● YOUR GOAL
Using the data beneath, show every line that includes the word "clock".

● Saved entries
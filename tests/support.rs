use std::io::{Read, Write};
use std::net::{Shutdown, TcpListener, TcpStream};
use std::sync::Arc;
use std::sync::atomic::{AtomicUsize, Ordering};
use std::sync::mpsc;
use std::thread;
use std::time::Duration;

use tracing_subscriber::{EnvFilter, FmtSubscriber};

pub const OK_RESPONSE: &[u8] =
    b"HTTP/1.1 200 OK\r\nContent-Length: 2\r\nConnection: close\r\n\r\nOK";
pub const ERROR_RESPONSE: &[u8] =
    b"HTTP/1.1 500 Internal Server Error\r\nContent-Length: 9\r\nConnection: close\r\n\r\noverload!";
pub const REDIRECT_BODY: &[u8] = b"gone elsewhere";

pub fn init_logging() {
    let filter = std::env::var("VOLLEY_LOG")
        .or_else(|_| std::env::var("RUST_LOG"))
        .map_or_else(
            |_| EnvFilter::new("info"),
            |value| EnvFilter::try_new(value).unwrap_or_else(|_| EnvFilter::new("info")),
        );

    let subscriber = FmtSubscriber::builder().with_env_filter(filter).finish();

    // Tests race to install the subscriber; losing the race is fine.
    drop(tracing::subscriber::set_global_default(subscriber));
}

pub struct ServerHandle {
    shutdown: mpsc::Sender<()>,
    thread: Option<thread::JoinHandle<()>>,
    hits: Arc<AtomicUsize>,
    peak: Arc<AtomicUsize>,
}

impl ServerHandle {
    /// Requests the server has answered so far.
    pub fn hits(&self) -> usize {
        self.hits.load(Ordering::SeqCst)
    }

    /// Highest number of requests that were in flight at once.
    pub fn peak_in_flight(&self) -> usize {
        self.peak.load(Ordering::SeqCst)
    }
}

impl Drop for ServerHandle {
    fn drop(&mut self) {
        let _send_result = self.shutdown.send(());
        if let Some(handle) = self.thread.take() {
            drop(handle.join());
        }
    }
}

/// Spawn a lightweight HTTP server that answers every request with
/// `response` after `delay`.
///
/// # Errors
///
/// Returns an error if the listener cannot be created or configured.
pub fn spawn_http_server(
    response: &'static [u8],
    delay: Duration,
) -> Result<(String, ServerHandle), String> {
    spawn_server(move |_| response.to_vec(), delay)
}

/// Spawn a server that 302-redirects every request back to itself.
///
/// # Errors
///
/// Returns an error if the listener cannot be created or configured.
pub fn spawn_redirect_server() -> Result<(String, ServerHandle), String> {
    spawn_server(
        |addr| {
            let mut response = format!(
                "HTTP/1.1 302 Found\r\nLocation: http://{}/next\r\nContent-Length: {}\r\nConnection: close\r\n\r\n",
                addr,
                REDIRECT_BODY.len()
            )
            .into_bytes();
            response.extend_from_slice(REDIRECT_BODY);
            response
        },
        Duration::ZERO,
    )
}

fn spawn_server<F>(respond: F, delay: Duration) -> Result<(String, ServerHandle), String>
where
    F: Fn(std::net::SocketAddr) -> Vec<u8> + Send + Sync + 'static,
{
    let listener = TcpListener::bind("127.0.0.1:0")
        .map_err(|err| format!("bind test server failed: {}", err))?;
    let addr = listener
        .local_addr()
        .map_err(|err| format!("server addr failed: {}", err))?;
    listener
        .set_nonblocking(true)
        .map_err(|err| format!("set_nonblocking failed: {}", err))?;

    let (shutdown_tx, shutdown_rx) = mpsc::channel();
    let hits = Arc::new(AtomicUsize::new(0));
    let peak = Arc::new(AtomicUsize::new(0));
    let in_flight = Arc::new(AtomicUsize::new(0));

    let handle = {
        let hits = hits.clone();
        let peak = peak.clone();
        let respond = Arc::new(respond);
        thread::spawn(move || {
            loop {
                if shutdown_rx.try_recv().is_ok() {
                    break;
                }

                match listener.accept() {
                    Ok((stream, _)) => {
                        let hits = hits.clone();
                        let peak = peak.clone();
                        let in_flight = in_flight.clone();
                        let respond = respond.clone();
                        thread::spawn(move || {
                            let current = in_flight.fetch_add(1, Ordering::SeqCst) + 1;
                            peak.fetch_max(current, Ordering::SeqCst);
                            handle_client(stream, &respond(addr), delay, &hits);
                            in_flight.fetch_sub(1, Ordering::SeqCst);
                        });
                    }
                    Err(err) if err.kind() == std::io::ErrorKind::WouldBlock => {
                        thread::sleep(Duration::from_millis(10));
                    }
                    Err(_) => break,
                }
            }
        })
    };

    Ok((
        format!("http://{}", addr),
        ServerHandle {
            shutdown: shutdown_tx,
            thread: Some(handle),
            hits,
            peak,
        },
    ))
}

fn handle_client(mut stream: TcpStream, response: &[u8], delay: Duration, hits: &AtomicUsize) {
    let mut buffer = [0u8; 4096];
    if stream.read(&mut buffer).is_err() {
        return;
    }
    // Counted before the response goes out, so totals are settled by the
    // time the client observes the reply.
    hits.fetch_add(1, Ordering::SeqCst);
    if !delay.is_zero() {
        thread::sleep(delay);
    }
    if stream.write_all(response).is_err() {
        return;
    }
    if stream.flush().is_err() {
        return;
    }
    drop(stream.shutdown(Shutdown::Both));
}
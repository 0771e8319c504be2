use std::time::{Duration, SystemTime};

use bytes::Bytes;

/// The outcome of one hit. Exactly one record is emitted per dispatched
/// sequence number, in completion order.
///
/// `error` is empty exactly when the transport succeeded, the body was read
/// to the end, and the status landed in `[200, 400)`.
#[derive(Clone, Debug, PartialEq)]
pub struct Hit {
    /// Name of the attack this hit belongs to.
    pub attack: String,
    /// Sequence number; contiguous from 0 within one attack.
    pub seq: u64,
    /// Wall-clock instant the request was sent.
    pub timestamp: SystemTime,
    /// Time from send to the last body byte. Stays zero when the request
    /// itself or the body read failed.
    pub latency: Duration,
    /// HTTP status code; 0 when no response was obtained.
    pub code: u16,
    /// Response body bytes read.
    pub bytes_in: u64,
    /// Declared request body length; 0 when the length was unknown.
    pub bytes_out: u64,
    /// Full response body.
    pub body: Bytes,
    /// Failure description; empty on success.
    pub error: String,
}

impl Hit {
    pub(super) fn new(attack: &str, seq: u64) -> Self {
        Self {
            attack: attack.to_owned(),
            seq,
            timestamp: SystemTime::now(),
            latency: Duration::ZERO,
            code: 0,
            bytes_in: 0,
            bytes_out: 0,
            body: Bytes::new(),
            error: String::new(),
        }
    }

    /// Whether the hit completed without a transport, body or status error.
    #[must_use]
    pub fn is_success(&self) -> bool {
        self.error.is_empty()
    }
}
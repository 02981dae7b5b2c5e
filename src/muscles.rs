//! Muscle taxonomy - muscle groups, recovery constants and workout splits

use std::fmt;
use std::str::FromStr;

use serde::{Deserialize, Serialize};

use crate::error::RecoveryError;

/// Taxonomy revision, bumped whenever half-lives, normalizers or split
/// memberships change.
pub const TAXONOMY_VERSION: u32 = 1;

/// Muscle groups tracked by the recovery engine
#[derive(Debug, Clone, Copy, Serialize, Deserialize, PartialEq, Eq, Hash, PartialOrd, Ord)]
#[serde(rename_all = "snake_case")]
pub enum MuscleGroup {
    Chest,
    Back,
    Quads,
    Hamstrings,
    Glutes,
    Shoulders,
    Biceps,
    Triceps,
    Core,
    Calves,
}

/// Workout splits the recommendation engine chooses between
#[derive(Debug, Clone, Copy, Serialize, Deserialize, PartialEq, Eq, Hash)]
#[serde(rename_all = "snake_case")]
pub enum SplitType {
    Push,
    Pull,
    Legs,
    Core,
    FullBody,
}

/// Outcome of a recommendation: one of the trainable splits, or rest
#[derive(Debug, Clone, Copy, Serialize, Deserialize, PartialEq, Eq, Hash)]
#[serde(rename_all = "snake_case")]
pub enum SuggestedWorkout {
    Push,
    Pull,
    Legs,
    FullBody,
    Rest,
}

impl MuscleGroup {
    /// Wire id (`"chest"`, `"hamstrings"`, ...)
    pub fn id(&self) -> &'static str {
        match self {
            MuscleGroup::Chest => "chest",
            MuscleGroup::Back => "back",
            MuscleGroup::Quads => "quads",
            MuscleGroup::Hamstrings => "hamstrings",
            MuscleGroup::Glutes => "glutes",
            MuscleGroup::Shoulders => "shoulders",
            MuscleGroup::Biceps => "biceps",
            MuscleGroup::Triceps => "triceps",
            MuscleGroup::Core => "core",
            MuscleGroup::Calves => "calves",
        }
    }

    /// All muscle groups for iteration, in display order
    pub fn all() -> &'static [MuscleGroup] {
        &[
            MuscleGroup::Chest,
            MuscleGroup::Back,
            MuscleGroup::Quads,
            MuscleGroup::Hamstrings,
            MuscleGroup::Glutes,
            MuscleGroup::Shoulders,
            MuscleGroup::Biceps,
            MuscleGroup::Triceps,
            MuscleGroup::Core,
            MuscleGroup::Calves,
        ]
    }

    /// Lookup by wire id. Unknown ids are a caller bug and fail loudly.
    pub fn from_id(id: &str) -> Result<Self, RecoveryError> {
        let needle = id.trim();
        Self::all()
            .iter()
            .copied()
            .find(|m| m.id().eq_ignore_ascii_case(needle))
            .ok_or_else(|| RecoveryError::UnknownMuscleGroup(id.to_string()))
    }

    /// Hours for accumulated fatigue to halve.
    /// Large groups recover slower than small ones.
    pub fn recovery_half_life_hours(&self) -> f64 {
        match self {
            MuscleGroup::Quads | MuscleGroup::Back => 72.0,
            MuscleGroup::Chest | MuscleGroup::Hamstrings | MuscleGroup::Glutes => 60.0,
            MuscleGroup::Shoulders => 48.0,
            MuscleGroup::Biceps | MuscleGroup::Triceps | MuscleGroup::Calves => 36.0,
            MuscleGroup::Core => 24.0,
        }
    }

    /// Session volume (kg x reps) that maps to one point of fatigue
    pub fn volume_normalizer(&self) -> f64 {
        match self {
            MuscleGroup::Quads => 90.0,
            MuscleGroup::Glutes => 80.0,
            MuscleGroup::Back | MuscleGroup::Hamstrings => 70.0,
            MuscleGroup::Chest => 60.0,
            MuscleGroup::Shoulders | MuscleGroup::Calves => 40.0,
            MuscleGroup::Triceps => 30.0,
            MuscleGroup::Biceps => 25.0,
            MuscleGroup::Core => 20.0,
        }
    }

    /// Split categories this muscle belongs to (full body excluded, it spans everything)
    pub fn splits(&self) -> &'static [SplitType] {
        match self {
            MuscleGroup::Chest | MuscleGroup::Shoulders | MuscleGroup::Triceps => &[SplitType::Push],
            MuscleGroup::Back | MuscleGroup::Biceps => &[SplitType::Pull],
            MuscleGroup::Quads | MuscleGroup::Hamstrings | MuscleGroup::Glutes | MuscleGroup::Calves => {
                &[SplitType::Legs]
            }
            MuscleGroup::Core => &[SplitType::Core],
        }
    }

    /// Core never blocks a split
    pub fn counts_toward_readiness(&self) -> bool {
        *self != MuscleGroup::Core
    }
}

impl fmt::Display for MuscleGroup {
    fn fmt(&self, f: &mut fmt::Formatter<'_>) -> fmt::Result {
        f.write_str(self.id())
    }
}

impl FromStr for MuscleGroup {
    type Err = RecoveryError;

    fn from_str(s: &str) -> Result<Self, Self::Err> {
        Self::from_id(s)
    }
}

impl SplitType {
    /// Splits that can be suggested, in preference order for exact ties
    pub fn trainable() -> &'static [SplitType] {
        &[SplitType::Push, SplitType::Pull, SplitType::Legs, SplitType::FullBody]
    }

    pub fn id(&self) -> &'static str {
        match self {
            SplitType::Push => "push",
            SplitType::Pull => "pull",
            SplitType::Legs => "legs",
            SplitType::Core => "core",
            SplitType::FullBody => "full_body",
        }
    }

    /// Muscle groups scored for this split's readiness
    pub fn members(&self) -> Vec<MuscleGroup> {
        MuscleGroup::all()
            .iter()
            .copied()
            .filter(|m| match self {
                SplitType::FullBody => m.counts_toward_readiness(),
                split => m.splits().contains(split),
            })
            .collect()
    }
}

impl SuggestedWorkout {
    pub fn id(&self) -> &'static str {
        match self {
            SuggestedWorkout::Push => "push",
            SuggestedWorkout::Pull => "pull",
            SuggestedWorkout::Legs => "legs",
            SuggestedWorkout::FullBody => "full_body",
            SuggestedWorkout::Rest => "rest",
        }
    }

    pub fn from_id(id: &str) -> Option<Self> {
        match id {
            "push" => Some(SuggestedWorkout::Push),
            "pull" => Some(SuggestedWorkout::Pull),
            "legs" => Some(SuggestedWorkout::Legs),
            "full_body" => Some(SuggestedWorkout::FullBody),
            "rest" => Some(SuggestedWorkout::Rest),
            _ => None,
        }
    }

    /// The split behind this suggestion, `None` for rest
    pub fn split(&self) -> Option<SplitType> {
        match self {
            SuggestedWorkout::Push => Some(SplitType::Push),
            SuggestedWorkout::Pull => Some(SplitType::Pull),
            SuggestedWorkout::Legs => Some(SplitType::Legs),
            SuggestedWorkout::FullBody => Some(SplitType::FullBody),
            SuggestedWorkout::Rest => None,
        }
    }
}

impl From<SplitType> for SuggestedWorkout {
    fn from(split: SplitType) -> Self {
        match split {
            SplitType::Push => SuggestedWorkout::Push,
            SplitType::Pull => SuggestedWorkout::Pull,
            SplitType::Legs => SuggestedWorkout::Legs,
            // Core alone is never suggested; it folds into a full body day
            SplitType::Core | SplitType::FullBody => SuggestedWorkout::FullBody,
        }
    }
}

impl fmt::Display for SuggestedWorkout {
    fn fmt(&self, f: &mut fmt::Formatter<'_>) -> fmt::Result {
        f.write_str(self.id())
    }
}

#[cfg(test)]
mod tests {
    use super::*;

    #[test]
    fn test_lookup_by_id() {
        assert_eq!(MuscleGroup::from_id("chest").unwrap(), MuscleGroup::Chest);
        assert_eq!(MuscleGroup::from_id(" Quads ").unwrap(), MuscleGroup::Quads);
        assert_eq!("calves".parse::<MuscleGroup>().unwrap(), MuscleGroup::Calves);
    }

    #[test]
    fn test_unknown_muscle_group_fails() {
        let err = MuscleGroup::from_id("forearms").unwrap_err();
        assert!(matches!(err, RecoveryError::UnknownMuscleGroup(ref id) if id == "forearms"));
    }

    #[test]
    fn test_ids_round_trip_through_serde() {
        for group in MuscleGroup::all() {
            let json = serde_json::to_string(group).unwrap();
            assert_eq!(json, format!("\"{}\"", group.id()));
        }
    }

    #[test]
    fn test_large_groups_recover_slower() {
        assert!(MuscleGroup::Quads.recovery_half_life_hours() > MuscleGroup::Biceps.recovery_half_life_hours());
        assert!(MuscleGroup::Back.recovery_half_life_hours() > MuscleGroup::Calves.recovery_half_life_hours());
    }

    #[test]
    fn test_split_members() {
        assert_eq!(
            SplitType::Push.members(),
            vec![MuscleGroup::Chest, MuscleGroup::Shoulders, MuscleGroup::Triceps]
        );
        assert_eq!(SplitType::Pull.members(), vec![MuscleGroup::Back, MuscleGroup::Biceps]);
        assert_eq!(SplitType::Legs.members().len(), 4);

        let full_body = SplitType::FullBody.members();
        assert_eq!(full_body.len(), MuscleGroup::all().len() - 1);
        assert!(!full_body.contains(&MuscleGroup::Core));
    }

    #[test]
    fn test_every_non_core_muscle_is_in_a_trainable_split() {
        for group in MuscleGroup::all().iter().filter(|m| m.counts_toward_readiness()) {
            let in_split = [SplitType::Push, SplitType::Pull, SplitType::Legs]
                .iter()
                .any(|s| s.members().contains(group));
            assert!(in_split, "{} is not covered by push/pull/legs", group);
        }
    }

    #[test]
    fn test_suggested_workout_ids() {
        assert_eq!(SuggestedWorkout::FullBody.id(), "full_body");
        assert_eq!(SuggestedWorkout::from_id("rest"), Some(SuggestedWorkout::Rest));
        assert_eq!(SuggestedWorkout::from_id("arms"), None);
        assert_eq!(SuggestedWorkout::from(SplitType::Legs), SuggestedWorkout::Legs);
        assert_eq!(SuggestedWorkout::Rest.split(), None);
    }
}
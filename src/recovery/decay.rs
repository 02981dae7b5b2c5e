//! Exponential fatigue decay, evaluated lazily at read time

use chrono::{DateTime, Utc};

/// Hours between two instants, clamped at zero for clock skew
pub fn elapsed_hours(from: DateTime<Utc>, to: DateTime<Utc>) -> f64 {
    let millis = (to - from).num_milliseconds();
    (millis.max(0) as f64) / 3_600_000.0
}

/// Fatigue remaining after `elapsed_hours` of rest: halves every `half_life_hours`
pub fn decay_after(stored_fatigue: f64, elapsed_hours: f64, half_life_hours: f64) -> f64 {
    if stored_fatigue <= 0.0 || half_life_hours <= 0.0 {
        return 0.0;
    }
    let elapsed = elapsed_hours.max(0.0);
    (stored_fatigue * 0.5_f64.powf(elapsed / half_life_hours)).max(0.0)
}

/// Unrounded fatigue at `now` for a level stored at `stored_at`
pub fn decay(
    stored_fatigue: f64,
    stored_at: DateTime<Utc>,
    now: DateTime<Utc>,
    half_life_hours: f64,
) -> f64 {
    decay_after(stored_fatigue, elapsed_hours(stored_at, now), half_life_hours)
}

/// Decayed fatigue rounded for display, 0..=100
pub fn decayed_level(
    stored_fatigue: u8,
    stored_at: Option<DateTime<Utc>>,
    now: DateTime<Utc>,
    half_life_hours: f64,
) -> u8 {
    match stored_at {
        Some(at) => decay(stored_fatigue as f64, at, now, half_life_hours)
            .round()
            .clamp(0.0, 100.0) as u8,
        // Never trained: nothing to decay
        None => 0,
    }
}

#[cfg(test)]
mod tests {
    use super::*;
    use chrono::{Duration, TimeZone};

    fn t0() -> DateTime<Utc> {
        Utc.with_ymd_and_hms(2026, 3, 1, 8, 0, 0).unwrap()
    }

    #[test]
    fn test_one_half_life_halves_fatigue() {
        let now = t0() + Duration::hours(48);
        assert_eq!(decayed_level(80, Some(t0()), now, 48.0), 40);
    }

    #[test]
    fn test_no_elapsed_time_keeps_level() {
        assert_eq!(decayed_level(73, Some(t0()), t0(), 60.0), 73);
    }

    #[test]
    fn test_future_timestamp_clamped_to_zero_elapsed() {
        let now = t0() - Duration::hours(5);
        assert_eq!(elapsed_hours(t0(), now), 0.0);
        assert_eq!(decayed_level(55, Some(t0()), now, 36.0), 55);
    }

    #[test]
    fn test_monotonic_non_increasing() {
        let mut previous = f64::MAX;
        for hours in (0..=24 * 30).step_by(6) {
            let value = decay(90.0, t0(), t0() + Duration::hours(hours), 72.0);
            assert!(value <= previous, "decay increased at {}h: {} > {}", hours, value, previous);
            previous = value;
        }
    }

    #[test]
    fn test_approaches_zero() {
        let far = t0() + Duration::days(365);
        assert_eq!(decayed_level(100, Some(t0()), far, 72.0), 0);
        assert!(decay(100.0, t0(), far, 72.0) < 1e-9);
    }

    #[test]
    fn test_never_trained_is_zero() {
        assert_eq!(decayed_level(0, None, t0(), 48.0), 0);
    }

    #[test]
    fn test_zero_fatigue_stays_zero() {
        assert_eq!(decay(0.0, t0(), t0() + Duration::hours(3), 48.0), 0.0);
    }

    #[test]
    fn test_sub_hour_precision() {
        let now = t0() + Duration::minutes(30);
        let value = decay(100.0, t0(), now, 1.0);
        assert!((value - 70.71).abs() < 0.01, "got {}", value);
    }
}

● OUTPUT FOR THIS TASK
    /// Wall-clock instant the request was sent.
/// Hours between two instants, clamped at zero for clock skew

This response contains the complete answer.